| Problem to work on |
Starting at the first line of the data below, write out each line exactly until you reach the line containing "use crate::config::SessionSettings;", and include that line too.

--- START ---

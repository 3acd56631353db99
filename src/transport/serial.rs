//! Serial port transport implementation

use super::{config_from_fields, is_timeout, Transport, TransportError, TransportKind, TransportStats};
use crate::config::SessionSettings;
use bytes::{Bytes, BytesMut};
use serde::{Deserialize, Serialize};
use serialport::{DataBits, FlowControl, Parity, SerialPort, StopBits};
use std::io::{Read, Write};
use std::time::{Duration, Instant};

/// Serial port flow control type
#[derive(Debug, Clone, Copy, PartialEq, Eq, Default, Serialize, Deserialize)]
#[serde(rename_all = "lowercase")]
pub enum SerialFlowControl {
    /// No flow control
    #[default]
    #[serde(alias = "None")]
    None,
    /// Hardware flow control (RTS/CTS)
    #[serde(alias = "Hardware", alias = "rtscts")]
    Hardware,
    /// Software flow control (XON/XOFF)
    #[serde(alias = "Software", alias = "xonxoff")]
    Software,
}

/// Serial port parity
#[derive(Debug, Clone, Copy, PartialEq, Eq, Default, Serialize, Deserialize)]
#[serde(rename_all = "lowercase")]
pub enum SerialParity {
    /// No parity
    #[default]
    #[serde(alias = "None", alias = "N")]
    None,
    /// Odd parity
    #[serde(alias = "Odd", alias = "O")]
    Odd,
    /// Even parity
    #[serde(alias = "Even", alias = "E")]
    Even,
}

/// Serial port configuration
#[derive(Debug, Clone, PartialEq, Serialize, Deserialize)]
#[serde(default)]
pub struct SerialConfig {
    /// Port name (e.g., COM3, /dev/ttyUSB0)
    pub port: String,
    /// Baud rate
    pub baudrate: u32,
    /// Read timeout in seconds
    pub timeout: f64,
    /// Data bits (5, 6, 7, 8)
    pub data_bits: u8,
    /// Stop bits (1, 2)
    pub stop_bits: u8,
    /// Parity
    pub parity: SerialParity,
    /// Flow control
    pub flow_control: SerialFlowControl,
    /// Maximum bytes returned by one read
    pub read_size: usize,
}

impl SerialConfig {
    /// Create a new serial configuration with default settings
    pub fn new(port: &str, baudrate: u32) -> Self {
        Self {
            port: port.to_string(),
            baudrate,
            timeout: 1.0,
            data_bits: 8,
            stop_bits: 1,
            parity: SerialParity::None,
            flow_control: SerialFlowControl::None,
            read_size: 4096,
        }
    }

    /// Set data bits
    #[must_use]
    pub fn data_bits(mut self, bits: u8) -> Self {
        self.data_bits = bits;
        self
    }

    /// Set stop bits
    #[must_use]
    pub fn stop_bits(mut self, bits: u8) -> Self {
        self.stop_bits = bits;
        self
    }

    /// Set parity
    #[must_use]
    pub fn parity(mut self, parity: SerialParity) -> Self {
        self.parity = parity;
        self
    }

    /// Set flow control
    #[must_use]
    pub fn flow_control(mut self, flow: SerialFlowControl) -> Self {
        self.flow_control = flow;
        self
    }

    /// Set read timeout in seconds
    #[must_use]
    pub fn timeout(mut self, secs: f64) -> Self {
        self.timeout = secs;
        self
    }

    fn validate(&self) -> Result<(), TransportError> {
        if self.port.is_empty() {
            return Err(TransportError::InvalidConfiguration("port name is empty".to_string()));
        }
        if self.baudrate == 0 {
            return Err(TransportError::InvalidConfiguration(
                "baudrate must be positive".to_string(),
            ));
        }
        if !self.timeout.is_finite() || self.timeout <= 0.0 {
            return Err(TransportError::InvalidConfiguration(format!(
                "timeout must be a positive number of seconds, got {}",
                self.timeout
            )));
        }
        if !(5..=8).contains(&self.data_bits) {
            return Err(TransportError::InvalidConfiguration(format!(
                "data_bits must be 5 to 8, got {}",
                self.data_bits
            )));
        }
        if !(1..=2).contains(&self.stop_bits) {
            return Err(TransportError::InvalidConfiguration(format!(
                "stop_bits must be 1 or 2, got {}",
                self.stop_bits
            )));
        }
        Ok(())
    }
}

impl Default for SerialConfig {
    fn default() -> Self {
        Self::new("COM1", 9600)
    }
}

/// Serial port transport
pub struct SerialTransport {
    config: SerialConfig,
    port: Option<Box<dyn SerialPort>>,
    stats: TransportStats,
    connected_at: Option<Instant>,
}

impl SerialTransport {
    /// Create a new serial transport
    pub fn new(config: SerialConfig) -> Result<Self, TransportError> {
        config.validate()?;
        Ok(Self {
            config,
            port: None,
            stats: TransportStats::default(),
            connected_at: None,
        })
    }

    /// Build from model fields
    pub fn from_fields(
        fields: &serde_yaml::Mapping,
        _session: &SessionSettings,
    ) -> Result<Self, TransportError> {
        Self::new(config_from_fields(TransportKind::Serial, fields)?)
    }

    /// Configuration in use
    pub fn config(&self) -> &SerialConfig {
        &self.config
    }

    fn close(&mut self) {
        self.port = None;
        self.connected_at = None;
    }

    fn fail(&mut self, err: std::io::Error) -> TransportError {
        self.stats.record_error();
        self.close();
        TransportError::IoError(err)
    }

    /// Read until `delimiter` is seen, `max` bytes arrived or the timeout expired
    pub fn read_until(&mut self, delimiter: u8, max: usize) -> Result<Bytes, TransportError> {
        let mut line = BytesMut::new();
        let mut byte = [0u8; 1];

        while line.len() < max {
            let port = self.port.as_mut().ok_or(TransportError::NotConnected)?;
            match port.read(&mut byte) {
                Ok(0) => break,
                Ok(_) => {
                    line.extend_from_slice(&byte);
                    if byte[0] == delimiter {
                        break;
                    }
                }
                Err(ref e) if is_timeout(e) => break,
                Err(e) => return Err(self.fail(e)),
            }
        }

        self.stats.record_received(line.len());
        Ok(line.freeze())
    }

    /// Read one `\n` terminated line
    pub fn read_line(&mut self) -> Result<Bytes, TransportError> {
        let max = self.config.read_size;
        self.read_until(b'\n', max)
    }

    /// Hold a break condition for `duration`
    pub fn send_break(&mut self, duration: Duration) -> Result<(), TransportError> {
        let port = self.port.as_mut().ok_or(TransportError::NotConnected)?;
        port.set_break().map_err(|e| TransportError::IoError(e.into()))?;
        std::thread::sleep(duration);
        port.clear_break().map_err(|e| TransportError::IoError(e.into()))
    }

    /// Drive the DTR line
    pub fn set_dtr(&mut self, state: bool) -> Result<(), TransportError> {
        let port = self.port.as_mut().ok_or(TransportError::NotConnected)?;
        port.write_data_terminal_ready(state)
            .map_err(|e| TransportError::IoError(e.into()))
    }

    /// Drive the RTS line
    pub fn set_rts(&mut self, state: bool) -> Result<(), TransportError> {
        let port = self.port.as_mut().ok_or(TransportError::NotConnected)?;
        port.write_request_to_send(state)
            .map_err(|e| TransportError::IoError(e.into()))
    }
}

impl Transport for SerialTransport {
    fn kind(&self) -> TransportKind {
        TransportKind::Serial
    }

    fn connect(&mut self) -> Result<(), TransportError> {
        if self.port.is_some() {
            return Ok(());
        }

        let data_bits = match self.config.data_bits {
            5 => DataBits::Five,
            6 => DataBits::Six,
            7 => DataBits::Seven,
            _ => DataBits::Eight,
        };

        let stop_bits = match self.config.stop_bits {
            2 => StopBits::Two,
            _ => StopBits::One,
        };

        let parity = match self.config.parity {
            SerialParity::Odd => Parity::Odd,
            SerialParity::Even => Parity::Even,
            SerialParity::None => Parity::None,
        };

        let flow_control = match self.config.flow_control {
            SerialFlowControl::Hardware => FlowControl::Hardware,
            SerialFlowControl::Software => FlowControl::Software,
            SerialFlowControl::None => FlowControl::None,
        };

        let port = serialport::new(&self.config.port, self.config.baudrate)
            .data_bits(data_bits)
            .stop_bits(stop_bits)
            .parity(parity)
            .flow_control(flow_control)
            .timeout(Duration::from_secs_f64(self.config.timeout))
            .open()
            .map_err(|e| match e.kind() {
                serialport::ErrorKind::NoDevice => {
                    TransportError::PortNotFound(self.config.port.clone())
                }
                serialport::ErrorKind::Io(std::io::ErrorKind::NotFound) => {
                    TransportError::PortNotFound(self.config.port.clone())
                }
                serialport::ErrorKind::Io(std::io::ErrorKind::PermissionDenied) => {
                    TransportError::PermissionDenied(self.config.port.clone())
                }
                _ => TransportError::ConnectionFailed(e.to_string()),
            })?;

        self.port = Some(port);
        self.connected_at = Some(Instant::now());
        self.stats = TransportStats::default();
        Ok(())
    }

    fn disconnect(&mut self) -> Result<(), TransportError> {
        if self.port.is_none() {
            return Err(TransportError::NotConnected);
        }
        self.close();
        Ok(())
    }

    fn is_connected(&self) -> bool {
        self.port.is_some()
    }

    fn read(&mut self) -> Result<Bytes, TransportError> {
        let port = self.port.as_mut().ok_or(TransportError::NotConnected)?;
        let mut buffer = vec![0u8; self.config.read_size];

        match port.read(&mut buffer) {
            Ok(n) => {
                buffer.truncate(n);
                self.stats.record_received(n);
                Ok(Bytes::from(buffer))
            }
            // No data within the port timeout
            Err(ref e) if is_timeout(e) => Ok(Bytes::new()),
            Err(e) => Err(self.fail(e)),
        }
    }

    fn write(&mut self, data: &[u8]) -> Result<usize, TransportError> {
        let port = self.port.as_mut().ok_or(TransportError::NotConnected)?;
        let result = port.write_all(data).and_then(|()| port.flush());
        match result {
            Ok(()) => {
                self.stats.record_sent(data.len());
                Ok(data.len())
            }
            Err(e) => Err(self.fail(e)),
        }
    }

    fn connection_info(&self) -> String {
        format!(
            "{} @ {} baud ({}{}{} {})",
            self.config.port,
            self.config.baudrate,
            self.config.data_bits,
            match self.config.parity {
                SerialParity::None => "N",
                SerialParity::Odd => "O",
                SerialParity::Even => "E",
            },
            self.config.stop_bits,
            match self.config.flow_control {
                SerialFlowControl::None => "No FC",
                SerialFlowControl::Hardware => "HW FC",
                SerialFlowControl::Software => "SW FC",
            }
        )
    }

    fn stats(&self) -> TransportStats {
        self.stats.snapshot(self.connected_at)
    }
}

/// List available serial ports
pub fn list_ports() -> Result<Vec<serialport::SerialPortInfo>, TransportError> {
    serialport::available_ports().map_err(|e| TransportError::IoError(e.into()))
}

#[cfg(test)]
mod tests {
    use super::*;

    #[test]
    fn test_fields_with_aliases() {
        let fields: serde_yaml::Mapping = serde_yaml::from_str(
            "port: /dev/ttyUSB0\nbaudrate: 115200\nparity: E\nflow_control: rtscts\nstop_bits: 2\n",
        )
        .unwrap();
        let transport = SerialTransport::from_fields(&fields, &SessionSettings::default()).unwrap();
        let config = transport.config();
        assert_eq!(config.baudrate, 115_200);
        assert_eq!(config.parity, SerialParity::Even);
        assert_eq!(config.flow_control, SerialFlowControl::Hardware);
        assert_eq!(transport.connection_info(), "/dev/ttyUSB0 @ 115200 baud (8E2 HW FC)");
    }

    #[test]
    fn test_invalid_settings_rejected() {
        assert!(SerialTransport::new(SerialConfig::new("COM3", 0)).is_err());
        assert!(SerialTransport::new(SerialConfig::new("COM3", 9600).timeout(0.0)).is_err());
        assert!(SerialTransport::new(SerialConfig::new("COM3", 9600).data_bits(9)).is_err());
    }

    #[test]
    fn test_missing_port_fails_to_connect() {
        let mut transport =
            SerialTransport::new(SerialConfig::new("/dev/labwire-no-such-port", 9600)).unwrap();
        assert!(transport.connect().is_err());
        assert!(!transport.is_connected());
        assert!(matches!(transport.read(), Err(TransportError::NotConnected)));
        assert!(matches!(transport.disconnect(), Err(TransportError::NotConnected)));
    }
}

--- END ---

| Solution |
repository 3acd56631353db99
filename src/transport/serial.rs
//! Serial port transport implementation

use super::{config_from_fields, is_timeout, Transport, TransportError, TransportKind, TransportStats};
use crate::config::SessionSettings;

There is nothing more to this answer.